Problem to solve —
Lines with the word "Period" are the answer; copy each of them from the data below.

Stored data
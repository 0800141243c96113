//! Serializable matcher configuration.
//!
//! ```rust
//! use candlewiz::MatcherConfig;
//!
//! let config = MatcherConfig::from_json(r#"{
//!     "span": 6,
//!     "patterns": [
//!         { "name": "Long Green", "bias": 1, "clauses": ["(+1, 0, >90, 0, 0)"] }
//!     ]
//! }"#).unwrap();
//!
//! assert_eq!(config.span.get(), 6);
//! assert!(config.default_catalog);
//! ```

use std::path::Path;

use serde::{Deserialize, Serialize};

use crate::{Direction, PatternError, Period, Result, DEFAULT_SPAN};

/// Source form of one pattern: name, expected bias and clause texts
#[derive(Debug, Clone, PartialEq, Serialize, Deserialize)]
pub struct PatternSpec {
    pub name: String,
    /// -1, 0 or +1
    pub bias: Direction,
    pub clauses: Vec<String>,
}

impl PatternSpec {
    pub fn new<S: Into<String>>(
        name: impl Into<String>,
        bias: Direction,
        clauses: impl IntoIterator<Item = S>,
    ) -> Self {
        Self {
            name: name.into(),
            bias,
            clauses: clauses.into_iter().map(Into::into).collect(),
        }
    }
}

/// Settings consumed by [`MatcherBuilder::from_config`](crate::MatcherBuilder::from_config)
/// and [`scan_parallel`](crate::scan_parallel).
#[derive(Debug, Clone, PartialEq, Serialize, Deserialize)]
#[serde(default)]
pub struct MatcherConfig {
    pub span: Period,
    pub validate_data: bool,
    /// Prepend the built-in patterns to `patterns`
    pub default_catalog: bool,
    pub patterns: Vec<PatternSpec>,
}

impl Default for MatcherConfig {
    fn default() -> Self {
        Self {
            span: Period::new_const(DEFAULT_SPAN),
            validate_data: false,
            default_catalog: true,
            patterns: Vec::new(),
        }
    }
}

impl MatcherConfig {
    pub fn from_json(json: &str) -> Result<Self> {
        let config: Self = serde_json::from_str(json)
            .map_err(|e| PatternError::InvalidConfig(format!("invalid JSON: {e}")))?;
        config.validate()?;
        Ok(config)
    }

    pub fn from_file(path: impl AsRef<Path>) -> Result<Self> {
        let path = path.as_ref();
        log::debug!("loading matcher config from {}", path.display());
        let json = std::fs::read_to_string(path).map_err(|e| {
            PatternError::InvalidConfig(format!("cannot read {}: {e}", path.display()))
        })?;
        Self::from_json(&json)
    }

    pub fn to_json(&self) -> Result<String> {
        serde_json::to_string_pretty(self).map_err(|e| PatternError::InvalidConfig(e.to_string()))
    }

    /// Structural checks that do not need compiling the clauses
    pub fn validate(&self) -> Result<()> {
        for spec in &self.patterns {
            if spec.name.trim().is_empty() {
                return Err(PatternError::InvalidConfig(
                    "pattern name must not be empty".to_string(),
                ));
            }
            if spec.clauses.is_empty() {
                return Err(PatternError::EmptyPattern {
                    pattern: spec.name.clone(),
                });
            }
        }
        if !self.default_catalog && self.patterns.is_empty() {
            log::warn!("matcher config has no patterns; every report will be empty");
        }
        Ok(())
    }
}

#[cfg(test)]
mod tests {
    use super::*;

    #[test]
    fn test_defaults() {
        let config = MatcherConfig::from_json("{}").unwrap();
        assert_eq!(config, MatcherConfig::default());
        assert_eq!(config.span.get(), 5);
        assert!(!config.validate_data);
        assert!(config.default_catalog);
    }

    #[test]
    fn test_pattern_specs() {
        let config = MatcherConfig::from_json(
            r#"{
                "default_catalog": false,
                "validate_data": true,
                "patterns": [
                    { "name": "Up", "bias": 1, "clauses": ["(+1, 0, 0, 0, 0)"] },
                    { "name": "Flat", "bias": 0, "clauses": ["(0), (0,0,0,0)"] }
                ]
            }"#,
        )
        .unwrap();
        assert_eq!(config.patterns.len(), 2);
        assert_eq!(config.patterns[0].bias, Direction::Bullish);
        assert_eq!(config.patterns[1].bias, Direction::Neutral);
        assert!(config.validate_data);
    }

    #[test]
    fn test_rejects_bad_values() {
        assert!(matches!(
            MatcherConfig::from_json(r#"{ "span": 0 }"#),
            Err(PatternError::InvalidConfig(_))
        ));
        assert!(matches!(
            MatcherConfig::from_json(r#"{ "patterns": [{ "name": "X", "bias": 3, "clauses": ["(0,0,0,0)"] }] }"#),
            Err(PatternError::InvalidConfig(_))
        ));
        assert!(matches!(
            MatcherConfig::from_json(r#"{ "patterns": [{ "name": "X", "bias": 0, "clauses": [] }] }"#),
            Err(PatternError::EmptyPattern { .. })
        ));
        assert!(matches!(
            MatcherConfig::from_json(r#"{ "patterns": [{ "name": " ", "bias": 0, "clauses": ["(0,0,0,0)"] }] }"#),
            Err(PatternError::InvalidConfig(_))
        ));
    }

    #[test]
    fn test_json_output_reloads() {
        let mut config = MatcherConfig::default();
        config.patterns.push(PatternSpec::new(
            "Down",
            Direction::Bearish,
            ["(-1, 0, >=70, 0, 0)"],
        ));
        let json = config.to_json().unwrap();
        assert!(json.contains("\"bias\": -1"));
        assert_eq!(MatcherConfig::from_json(&json).unwrap(), config);
    }

    #[test]
    fn test_missing_file() {
        assert!(matches!(
            MatcherConfig::from_file("/nonexistent/candlewiz.json"),
            Err(PatternError::InvalidConfig(_))
        ));
    }
}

Exercise response —
use crate::{Direction, PatternError, Period, Result, DEFAULT_SPAN};
    pub span: Period,
            span: Period::new_const(DEFAULT_SPAN),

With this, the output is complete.